Stored items
--------

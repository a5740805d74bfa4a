use std::time::Instant;

use carry_core::candle::{Bar, CandleData};
use rusqlite::{Connection, OpenFlags};

use crate::clean::{normalize_and_sort, parse_interval};
use crate::DataError;

/// Funding events keyed by symbol as sorted `(timestamp_ms, rate)`.
pub type FundingRateData = rustc_hash::FxHashMap<String, Vec<(i64, f64)>>;

/// Schema of the bar table read by this module. Funding and open interest are
/// optional per row.
pub const BARS_SCHEMA: &str = r#"
CREATE TABLE IF NOT EXISTS bars (
    symbol TEXT NOT NULL,
    interval TEXT NOT NULL,
    t INTEGER NOT NULL,
    o REAL NOT NULL,
    h REAL NOT NULL,
    l REAL NOT NULL,
    c REAL NOT NULL,
    v REAL NOT NULL,
    funding REAL,
    open_interest REAL,
    PRIMARY KEY (symbol, interval, t)
);
CREATE TABLE IF NOT EXISTS funding_rates (
    symbol TEXT NOT NULL,
    time INTEGER NOT NULL,
    funding_rate REAL NOT NULL,
    PRIMARY KEY (symbol, time)
);
"#;

fn open_read_only(db_path: &str) -> Result<Connection, DataError> {
    Ok(Connection::open_with_flags(
        db_path,
        OpenFlags::SQLITE_OPEN_READ_ONLY,
    )?)
}

/// `(min_t, max_t)` of the bars stored for `interval`, or `None` when empty.
pub fn query_time_range(db_path: &str, interval: &str) -> Result<Option<(i64, i64)>, DataError> {
    parse_interval(interval)?;
    let conn = open_read_only(db_path)?;
    let mut stmt = conn.prepare("SELECT MIN(t), MAX(t) FROM bars WHERE interval = ?")?;
    let range = stmt.query_row([interval], |row| {
        let min_t: Option<i64> = row.get(0)?;
        let max_t: Option<i64> = row.get(1)?;
        Ok(min_t.zip(max_t))
    })?;
    Ok(range)
}

/// Load every bar row for `interval`, grouped by symbol and sorted by open time.
/// `from_ts` / `to_ts` (ms, inclusive) restrict the range.
pub fn load_bars_filtered(
    db_path: &str,
    interval: &str,
    from_ts: Option<i64>,
    to_ts: Option<i64>,
) -> Result<CandleData, DataError> {
    parse_interval(interval)?;
    let start = Instant::now();
    let conn = open_read_only(db_path)?;

    let query = "SELECT symbol, t, o, h, l, c, v, funding, open_interest \
                 FROM bars \
                 WHERE interval = ?1 AND (?2 IS NULL OR t >= ?2) AND (?3 IS NULL OR t <= ?3) \
                 ORDER BY symbol, t ASC";
    let mut stmt = conn.prepare(query)?;
    let rows = stmt.query_map(rusqlite::params![interval, from_ts, to_ts], |row| {
        Ok((
            row.get::<_, String>(0)?,
            Bar {
                t: row.get(1)?,
                o: row.get(2)?,
                h: row.get(3)?,
                l: row.get(4)?,
                c: row.get(5)?,
                v: row.get(6)?,
                funding: row.get(7)?,
                open_interest: row.get(8)?,
            },
        ))
    })?;

    let mut data = CandleData::default();
    let mut total: u64 = 0;
    for row in rows {
        let (symbol, bar) = row?;
        total += 1;
        data.entry(symbol).or_default().push(bar);
    }

    tracing::info!(
        symbols = data.len(),
        bars = total,
        elapsed_s = start.elapsed().as_secs_f64(),
        db = db_path,
        interval,
        "loaded bars"
    );
    Ok(data)
}

/// Like [`load_bars_filtered`] across several partitions. Overlapping bars are
/// deduped per symbol, the later partition winning.
pub fn load_bars_multi(
    db_paths: &[String],
    interval: &str,
    from_ts: Option<i64>,
    to_ts: Option<i64>,
) -> Result<CandleData, DataError> {
    let mut merged = CandleData::default();
    for p in db_paths {
        for (symbol, bars) in load_bars_filtered(p, interval, from_ts, to_ts)? {
            merged.entry(symbol).or_default().extend(bars);
        }
    }
    for bars in merged.values_mut() {
        let (clean, stats) = normalize_and_sort(std::mem::take(bars));
        if stats.deduped > 0 {
            tracing::debug!(deduped = stats.deduped, "overlapping partitions");
        }
        *bars = clean;
    }
    Ok(merged)
}

pub fn load_symbols(db_path: &str, interval: &str) -> Result<Vec<String>, DataError> {
    parse_interval(interval)?;
    let conn = open_read_only(db_path)?;
    let mut stmt =
        conn.prepare("SELECT DISTINCT symbol FROM bars WHERE interval = ? ORDER BY symbol")?;
    let symbols = stmt
        .query_map([interval], |row| row.get(0))?
        .collect::<Result<Vec<String>, _>>()?;
    Ok(symbols)
}

/// Take one symbol's bars out of `data`.
pub fn take_symbol(data: &mut CandleData, symbol: &str) -> Result<Vec<Bar>, DataError> {
    data.remove(symbol).ok_or_else(|| {
        let mut available: Vec<String> = data.keys().cloned().collect();
        available.sort();
        DataError::SymbolNotFound {
            symbol: symbol.to_string(),
            available,
        }
    })
}

/// Load discrete funding events from the `funding_rates` table.
pub fn load_funding_rates(
    db_path: &str,
    from_ts: Option<i64>,
    to_ts: Option<i64>,
) -> Result<FundingRateData, DataError> {
    let conn = open_read_only(db_path)?;
    let mut stmt = conn.prepare(
        "SELECT symbol, time, funding_rate FROM funding_rates \
         WHERE (?1 IS NULL OR time >= ?1) AND (?2 IS NULL OR time <= ?2) \
         ORDER BY symbol, time ASC",
    )?;
    let rows = stmt.query_map(rusqlite::params![from_ts, to_ts], |row| {
        Ok((
            row.get::<_, String>(0)?,
            row.get::<_, i64>(1)?,
            row.get::<_, f64>(2)?,
        ))
    })?;

    let mut data = FundingRateData::default();
    for row in rows {
        let (symbol, time, rate) = row?;
        data.entry(symbol).or_default().push((time, rate));
    }
    tracing::info!(symbols = data.len(), db = db_path, "loaded funding rates");
    Ok(data)
}

/// Overwrite each bar's funding with the sum of funding events falling inside
/// `[t, t + interval_ms)`. Bars with no event get zero. `rates` must be sorted.
pub fn attach_funding(bars: &mut [Bar], rates: &[(i64, f64)], interval_ms: i64) {
    let mut i = 0;
    for bar in bars.iter_mut() {
        while i < rates.len() && rates[i].0 < bar.t {
            i += 1;
        }
        let mut sum = 0.0;
        let mut j = i;
        while j < rates.len() && rates[j].0 < bar.t + interval_ms {
            sum += rates[j].1;
            j += 1;
        }
        bar.funding = Some(sum);
        i = j;
    }
}
pub mod accounting;
pub mod candle;
pub mod config;
pub mod control;
pub mod engine;
pub mod features;
pub mod guidance;
pub mod indicators;
pub mod position;
pub mod reason_codes;
pub mod regime;
pub mod report;
pub mod shadow;
pub mod venue;
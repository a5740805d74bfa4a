//! Bar ingestion: SQLite loading plus the cleaning passes applied before a run.

pub mod clean;
pub mod sqlite_loader;

use std::fmt;

/// Failure while loading or cleaning bar data.
#[derive(Debug)]
pub enum DataError {
    Sqlite(rusqlite::Error),
    InvalidInterval(String),
    SymbolNotFound {
        symbol: String,
        available: Vec<String>,
    },
    /// Timestamps must strictly increase once sorted.
    NotIncreasing { prev_t: i64, t: i64 },
    /// Gap between two bars is not a whole number of intervals.
    Misaligned { prev_t: i64, t: i64, interval_ms: i64 },
}

impl fmt::Display for DataError {
    fn fmt(&self, f: &mut fmt::Formatter<'_>) -> fmt::Result {
        match self {
            DataError::Sqlite(e) => write!(f, "sqlite: {e}"),
            DataError::InvalidInterval(s) => write!(f, "invalid interval: {s:?}"),
            DataError::SymbolNotFound { symbol, available } => {
                write!(f, "symbol {symbol:?} not found, available: {available:?}")
            }
            DataError::NotIncreasing { prev_t, t } => {
                write!(f, "timestamp {t} does not follow {prev_t}")
            }
            DataError::Misaligned {
                prev_t,
                t,
                interval_ms,
            } => write!(
                f,
                "gap {prev_t}..{t} is not a multiple of the {interval_ms} ms interval"
            ),
        }
    }
}

impl std::error::Error for DataError {
    fn source(&self) -> Option<&(dyn std::error::Error + 'static)> {
        match self {
            DataError::Sqlite(e) => Some(e),
            _ => None,
        }
    }
}

impl From<rusqlite::Error> for DataError {
    fn from(e: rusqlite::Error) -> Self {
        DataError::Sqlite(e)
    }
}
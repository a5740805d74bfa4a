/// Average True Range with Wilder smoothing.
///
/// The first value is the plain mean of the first `window` true ranges
/// (available on bar `window - 1`); afterwards `ATR = (prev * (N-1) + TR) / N`.
/// The first bar's true range is `high - low`.
#[derive(Debug, Clone)]
pub struct AtrIndicator {
    window: usize,
    prev_close: Option<f64>,
    atr_value: f64,
    count: usize,
    sum: f64,
    warm: bool,
}

impl AtrIndicator {
    pub fn new(window: usize) -> Self {
        Self {
            window: window.max(1),
            prev_close: None,
            atr_value: 0.0,
            count: 0,
            sum: 0.0,
            warm: false,
        }
    }

    pub fn update(&mut self, high: f64, low: f64, close: f64) -> Option<f64> {
        let tr = match self.prev_close {
            Some(pc) => (high - low).max((high - pc).abs()).max((low - pc).abs()),
            None => high - low,
        };
        self.prev_close = Some(close);

        if !self.warm {
            self.sum += tr;
            self.count += 1;
            if self.count >= self.window {
                self.atr_value = self.sum / self.window as f64;
                self.warm = true;
                return Some(self.atr_value);
            }
            return None;
        }
        self.atr_value = (self.atr_value * (self.window as f64 - 1.0) + tr) / self.window as f64;
        Some(self.atr_value)
    }

    pub fn is_warm(&self) -> bool {
        self.warm
    }
}
use crate::accounting::{funding_slot, quantize, SlippageModel};
use crate::candle::{Bar, BarFault};
use crate::config::{ConfigError, ExecutionConfig, SimConfig};
use crate::control::{enforce_post_trade, run_cycle, CycleInput, Residuals};
use crate::features::FeatureEngine;
use crate::guidance::guidance_for_bar;
use crate::position::{
    is_flat_qty, BarMark, LegGroup, LegSplit, Lifecycle, LifecycleBook, PortfolioState,
};
use crate::reason_codes::{classify_exit, ReasonCode};
use crate::regime::{classify, Regime, RegimeMemory, RegimeReason};
use crate::venue::{
    Fill, Instrument, Order, PortfolioSnapshot, Quote, Refusal, RefusalReason, SimulatedVenue,
    Venue,
};

// ---------------------------------------------------------------------------
// State
// ---------------------------------------------------------------------------

/// Everything carried from one bar to the next.
#[derive(Debug, Clone)]
pub struct SimState {
    /// Bars consumed, faulted ones included.
    pub bars_seen: u64,
    /// Timestamp of the last accepted bar.
    pub last_t: Option<i64>,
    pub portfolio: PortfolioState,
    pub features: FeatureEngine,
    pub regime_memory: RegimeMemory,
    pub regime: Regime,
    pub risk: RiskState,
    pub residuals: Residuals,
    pub lifecycles: LifecycleBook,
    pub funding_slot: Option<i64>,
    pub data_faults: u32,
}

impl SimState {
    pub fn new(cfg: &SimConfig) -> Self {
        Self {
            bars_seen: 0,
            last_t: None,
            portfolio: PortfolioState::new(cfg.initial_nav),
            features: FeatureEngine::new(&cfg.regime, &cfg.compression),
            regime_memory: RegimeMemory::default(),
            regime: Regime::Neutral,
            risk: RiskState::new(cfg.initial_nav, cfg.risk.kill_switch_mode),
            residuals: Residuals::default(),
            lifecycles: LifecycleBook::default(),
            funding_slot: None,
            data_faults: 0,
        }
    }

    /// NAV at the last accepted close (initial cash before any bar).
    pub fn nav(&self) -> f64 {
        match self.portfolio.last_price {
            Some(p) => self.portfolio.nav(p),
            None => self.portfolio.cash,
        }
    }
}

--------

== Work to complete ==
Report all lines above with "Connection".

== Response area ==
use rusqlite::{Connection, OpenFlags};
fn open_read_only(db_path: &str) -> Result<Connection, DataError> {
    Ok(Connection::open_with_flags(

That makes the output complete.